There are several things wrong with this statement. First, Wolfowitz is with the Defense Department, not State, and he never accused Iraqis of carrying out the anthrax attacks. Second, the anthrax strain used in the attacks, the Ames strain, was not determined to originate in a U.S. military lab. It is a strain that has been researched in U.S. military and other labs. That's a big difference.

A good source on this matter is former Washington Post reporter Marilyn Thompson's book, The Killer Strain. While the strain used in the attacks matched the strain used by U.S. labs, that doesn't mean the strain originated in a U.S. lab. The strain was said to have come from Iowa; hence, the name, "Ames," for Ames, Iowa. Thompson also acknowledges that the strain was shipped abroad.

Thompson cites evidence that one and possibly two of the 9/11 hijackers were exposed to anthrax. Professor Leonard Cole has taken this inquiry one step further, noting in his book, "The Anthrax Letters: A Medical Detective Story," that the evidence of an Al Qaeda or foreign connection to the attacks hasn't been properly considered by the FBI.
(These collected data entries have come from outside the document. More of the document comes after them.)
#[test]
fn permitted_triggers_respect_arguments() {
    let machine = StateMachine::new(State::A);
    machine
        .configure(State::A)
        .permit_if(Trigger::X, State::B, arg_is(7))
        .unwrap();

    assert!(machine.permitted_triggers().is_empty());
    assert_eq!(machine.permitted_triggers_with((7_i32,)), vec![Trigger::X]);
    assert!(machine.can_fire_with(&Trigger::X, args![7_i32]));
}

#[test]
fn trigger_parameters_are_validated() {
    let machine = StateMachine::new(State::A);
    let assign = machine
        .set_trigger_parameters::<(i32,)>(Trigger::X)
        .unwrap();
    machine
        .configure(State::A)
        .permit_if(Trigger::X, State::B, arg_is(5))
        .unwrap();

    assert!(matches!(
        machine.fire_with(Trigger::X, args!["five"]),
        Err(MachineError::Parameters(ParameterError::WrongType { position: 0, .. }))
    ));
    assert!(matches!(
        machine.fire_with(Trigger::X, args![5_i32, 6_i32]),
        Err(MachineError::Parameters(ParameterError::TooMany {
            expected: 1,
            actual: 2
        }))
    ));
    assert!(matches!(
        machine.fire(Trigger::X),
        Err(MachineError::Parameters(ParameterError::Missing { position: 0, .. }))
    ));
    assert_eq!(machine.state(), State::A);

    machine.fire_params(&assign, (5,)).unwrap();
    assert_eq!(machine.state(), State::B);
}

#[test]
fn trigger_parameters_configured_once() {
    let machine = StateMachine::<State, Trigger>::new(State::A);
    machine
        .set_trigger_parameters::<(String,)>(Trigger::X)
        .unwrap();

    let again = machine.set_trigger_parameters::<(i32,)>(Trigger::X);

    assert_eq!(
        again.err(),
        Some(ConfigurationError::ParametersAlreadyConfigured {
            trigger: "X".to_string()
        })
    );
}

#[test]
fn activation_runs_outer_to_inner_once() {
    let log = Log::default();
    let machine = StateMachine::new(State::B);
    machine
        .configure(State::A)
        .on_activate(log.lifecycle("ActivateA"))
        .on_deactivate(log.lifecycle("DeactivateA"));
    machine
        .configure(State::B)
        .substate_of(State::A)
        .unwrap()
        .on_activate(log.lifecycle("ActivateB"))
        .on_deactivate(log.lifecycle("DeactivateB"));
    machine.on_transitioned(log.hops());

    machine.activate().unwrap();
    machine.activate().unwrap();
    assert!(machine.is_activated());

    machine.deactivate().unwrap();
    machine.deactivate().unwrap();
    assert!(!machine.is_activated());

    assert_eq!(
        log.entries(),
        vec!["ActivateA", "ActivateB", "DeactivateB", "DeactivateA"]
    );
}
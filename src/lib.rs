//! Statehouse: hierarchical state machines with exact callback ordering
//!
//! States may be nested: a substate inherits every trigger its superstates
//! handle, moving between siblings never exits their common superstate, and
//! declared initial transitions drill down automatically after entry. Every
//! callback (entry, exit, activate, deactivate, notifications) runs in a
//! precisely defined order, synchronously or asynchronously.
//!
//! # Core Concepts
//!
//! - **Graph**: states linked by superstate relations, each with guarded
//!   trigger behaviors (fixed, reentrant, internal, ignored, dynamic)
//! - **Guards**: named predicates over trigger arguments, all evaluated once
//!   per fire so every unmet guard can be reported
//! - **Firing modes**: fires raised from inside a transition run either
//!   immediately or after the current fire completes
//! - **Introspection**: a serializable snapshot of the configuration
//!
//! # Example
//!
//! ```rust
//! use statehouse::{args, Args, StateMachine};
//!
//! #[derive(Clone, Copy, PartialEq, Debug)]
//! enum Heater { Off, On, Idle, Heating }
//!
//! #[derive(Clone, Copy, PartialEq, Debug)]
//! enum Event { PowerOn, PowerOff, Reading }
//!
//! let heater = StateMachine::new(Heater::Off);
//! heater.configure(Heater::Off).permit(Event::PowerOn, Heater::On).unwrap();
//! heater
//!     .configure(Heater::On)
//!     .initial_transition(Heater::Idle).unwrap()
//!     .permit(Event::PowerOff, Heater::Off).unwrap();
//! heater
//!     .configure(Heater::Idle)
//!     .substate_of(Heater::On).unwrap()
//!     .permit_if(Event::Reading, Heater::Heating, |a: &Args| {
//!         a.get::<f64>(0).is_some_and(|t| *t < 18.0)
//!     })
//!     .unwrap();
//! heater.configure(Heater::Heating).substate_of(Heater::On).unwrap();
//!
//! heater.fire(Event::PowerOn).unwrap();
//! assert_eq!(heater.state(), Heater::Idle);
//!
//! heater.fire_with(Event::Reading, args![16.5_f64]).unwrap();
//! assert_eq!(heater.state(), Heater::Heating);
//! assert!(heater.is_in_state(&Heater::On));
//!
//! heater.fire(Event::PowerOff).unwrap();
//! assert_eq!(heater.state(), Heater::Off);
//! ```

pub mod builder;
pub mod core;
pub mod effects;
pub mod graph;
pub mod reflection;

// Re-export commonly used types
pub use builder::{BuildError, ConfigurationError, StateConfiguration, StateMachineBuilder};
pub use crate::core::{
    Args, Guard, GuardCondition, IntoArgs, IntoGuard, ParameterError, ParameterList, State,
    Transition, Trigger, TriggerSignature, TriggerWithParameters,
};
pub use effects::{FiringMode, MachineError, MachineResult, StateMachine, WeakStateMachine};
pub use graph::{Permission, ResolutionError};
pub use reflection::{InvocationInfo, StateInfo, StateMachineInfo};
//! A single state in the configuration graph.

use super::behavior::TriggerBehavior;
use crate::effects::{LifecycleAction, TransitionAction};
use crate::reflection::InvocationInfo;

/// An action together with its introspection description.
pub struct Described<A> {
    pub action: A,
    pub info: InvocationInfo,
}

impl<A: Clone> Clone for Described<A> {
    fn clone(&self) -> Self {
        Self {
            action: self.action.clone(),
            info: self.info.clone(),
        }
    }
}

/// Entry action, optionally restricted to a single trigger.
pub struct EntryAction<S, T> {
    pub action: TransitionAction<S, T>,
    pub from_trigger: Option<T>,
    pub info: InvocationInfo,
}

impl<S, T: PartialEq> EntryAction<S, T> {
    pub fn applies_to(&self, trigger: &T) -> bool {
        self.from_trigger.as_ref().map_or(true, |t| t == trigger)
    }
}

impl<S, T: Clone> Clone for EntryAction<S, T> {
    fn clone(&self) -> Self {
        Self {
            action: self.action.clone(),
            from_trigger: self.from_trigger.clone(),
            info: self.info.clone(),
        }
    }
}

/// Configuration of one state. Substates are derived from the superstate
/// links of other nodes and never stored here.
pub struct StateNode<S, T> {
    pub(crate) state: S,
    pub(crate) superstate: Option<S>,
    pub(crate) initial_transition: Option<S>,
    pub(crate) activate_actions: Vec<Described<LifecycleAction>>,
    pub(crate) deactivate_actions: Vec<Described<LifecycleAction>>,
    pub(crate) entry_actions: Vec<EntryAction<S, T>>,
    pub(crate) exit_actions: Vec<Described<TransitionAction<S, T>>>,
    pub(crate) behaviors: Vec<(T, Vec<TriggerBehavior<S, T>>)>,
}

impl<S, T: PartialEq> StateNode<S, T> {
    pub fn new(state: S) -> Self {
        Self {
            state,
            superstate: None,
            initial_transition: None,
            activate_actions: Vec::new(),
            deactivate_actions: Vec::new(),
            entry_actions: Vec::new(),
            exit_actions: Vec::new(),
            behaviors: Vec::new(),
        }
    }

    pub fn state(&self) -> &S {
        &self.state
    }

    pub fn superstate(&self) -> Option<&S> {
        self.superstate.as_ref()
    }

    pub fn initial_transition(&self) -> Option<&S> {
        self.initial_transition.as_ref()
    }

    /// Behaviors configured for `trigger`, in declaration order.
    pub fn behaviors_for(&self, trigger: &T) -> &[TriggerBehavior<S, T>] {
        self.behaviors
            .iter()
            .find(|(t, _)| t == trigger)
            .map(|(_, list)| list.as_slice())
            .unwrap_or(&[])
    }

    pub(crate) fn behaviors_for_mut(&mut self, trigger: &T) -> Option<&mut Vec<TriggerBehavior<S, T>>> {
        self.behaviors
            .iter_mut()
            .find(|(t, _)| t == trigger)
            .map(|(_, list)| list)
    }

    pub(crate) fn add_behavior(&mut self, behavior: TriggerBehavior<S, T>)
    where
        T: Clone,
    {
        let position = self
            .behaviors
            .iter()
            .position(|(t, _)| t == behavior.trigger());
        match position {
            Some(index) => self.behaviors[index].1.push(behavior),
            None => {
                let trigger = behavior.trigger().clone();
                self.behaviors.push((trigger, vec![behavior]));
            }
        }
    }

    /// Triggers with at least one configured behavior, in first-configured order.
    pub fn triggers(&self) -> impl Iterator<Item = &T> {
        self.behaviors.iter().map(|(t, _)| t)
    }
}
//! Type-erased trigger arguments.
//!
//! Triggers may carry any number of arguments of any `'static` type. The
//! arguments travel with the fire through guards, dynamic selectors and
//! entry/internal actions, and are type-checked against a registered
//! [`TriggerSignature`](crate::core::TriggerSignature) when one exists.

use std::any::{Any, TypeId};
use std::fmt;
use std::sync::Arc;

/// A single argument value with its runtime type information.
#[derive(Clone)]
pub struct Arg {
    value: Arc<dyn Any + Send + Sync>,
    type_id: TypeId,
    type_name: &'static str,
}

impl Arg {
    /// Wrap a value.
    pub fn new<V: Any + Send + Sync>(value: V) -> Self {
        Self {
            value: Arc::new(value),
            type_id: TypeId::of::<V>(),
            type_name: std::any::type_name::<V>(),
        }
    }

    /// Borrow the value if it has type `V`.
    pub fn downcast_ref<V: Any>(&self) -> Option<&V> {
        self.value.downcast_ref::<V>()
    }

    pub fn type_id(&self) -> TypeId {
        self.type_id
    }

    pub fn type_name(&self) -> &'static str {
        self.type_name
    }
}

impl fmt::Debug for Arg {
    fn fmt(&self, f: &mut fmt::Formatter<'_>) -> fmt::Result {
        write!(f, "<{}>", self.type_name)
    }
}

/// Ordered argument list passed with a fired trigger.
///
/// # Example
///
/// ```rust
/// use statehouse::{args, Args};
///
/// let args: Args = args![3_i32, "three".to_string()];
/// assert_eq!(args.len(), 2);
/// assert_eq!(args.get::<i32>(0), Some(&3));
/// assert_eq!(args.get::<String>(1).map(String::as_str), Some("three"));
/// assert_eq!(args.get::<u8>(0), None);
/// ```
#[derive(Clone, Default)]
pub struct Args(Vec<Arg>);

impl Args {
    /// Empty argument list.
    pub fn new() -> Self {
        Self(Vec::new())
    }

    /// Append a value, builder style.
    pub fn with<V: Any + Send + Sync>(mut self, value: V) -> Self {
        self.0.push(Arg::new(value));
        self
    }

    pub fn push<V: Any + Send + Sync>(&mut self, value: V) {
        self.0.push(Arg::new(value));
    }

    pub fn len(&self) -> usize {
        self.0.len()
    }

    pub fn is_empty(&self) -> bool {
        self.0.is_empty()
    }

    /// Borrow argument `index` as a `V`; `None` when absent or of another type.
    pub fn get<V: Any>(&self, index: usize) -> Option<&V> {
        self.0.get(index).and_then(|arg| arg.downcast_ref::<V>())
    }

    pub fn arg(&self, index: usize) -> Option<&Arg> {
        self.0.get(index)
    }

    pub fn iter(&self) -> impl Iterator<Item = &Arg> {
        self.0.iter()
    }
}

impl fmt::Debug for Args {
    fn fmt(&self, f: &mut fmt::Formatter<'_>) -> fmt::Result {
        f.debug_list().entries(self.0.iter()).finish()
    }
}

/// Conversion into an argument list.
///
/// Implemented for [`Args`] itself, the unit type and tuples of up to four
/// values, so `fire_with(trigger, (1, "a"))` reads naturally.
pub trait IntoArgs {
    fn into_args(self) -> Args;
}

impl IntoArgs for Args {
    fn into_args(self) -> Args {
        self
    }
}

impl IntoArgs for () {
    fn into_args(self) -> Args {
        Args::new()
    }
}

macro_rules! tuple_into_args {
    ($($name:ident),+) => {
        impl<$($name: Any + Send + Sync),+> IntoArgs for ($($name,)+) {
            #[allow(non_snake_case)]
            fn into_args(self) -> Args {
                let ($($name,)+) = self;
                Args::new()$(.with($name))+
            }
        }
    };
}

tuple_into_args!(A);
tuple_into_args!(A, B);
tuple_into_args!(A, B, C);
tuple_into_args!(A, B, C, D);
In an impressive analysis of the case posted on the Court TV crime library web site, Rachel Bell comments on another interesting connection. She notes that, "The 9/11 Commission Report issued in July, 2004, describes a message delivered by the hijacker pilot of American Airlines Flight 11, Mohammed Atta, which included the phrase, 'We have some planes.' One cannot help recalling the same odd phrasing in the anthrax letters: 'We have this anthrax.' An American would not use this type of sentence construction, but would write something like 'We have anthrax.'" The phrase, "We have this anthrax," preceded, "Death to America. Death to Israel. Allah is great."

The significance of this wording is disregarded by the FBI, which wants us to believe that some current or former U.S. government scientist was really behind the attacks and that the Islamic language was just a diversion. Mr. Janney, writing on that left-wing web site and posing as a monitor of the media and the government, is taking the FBI point of view. But that approach leaves the case unsolved. True media watchdogs should put pressure on the media and the government to solve this case. If the FBI has to eat crow, so be it. Lives have been lost and more lives are at stake.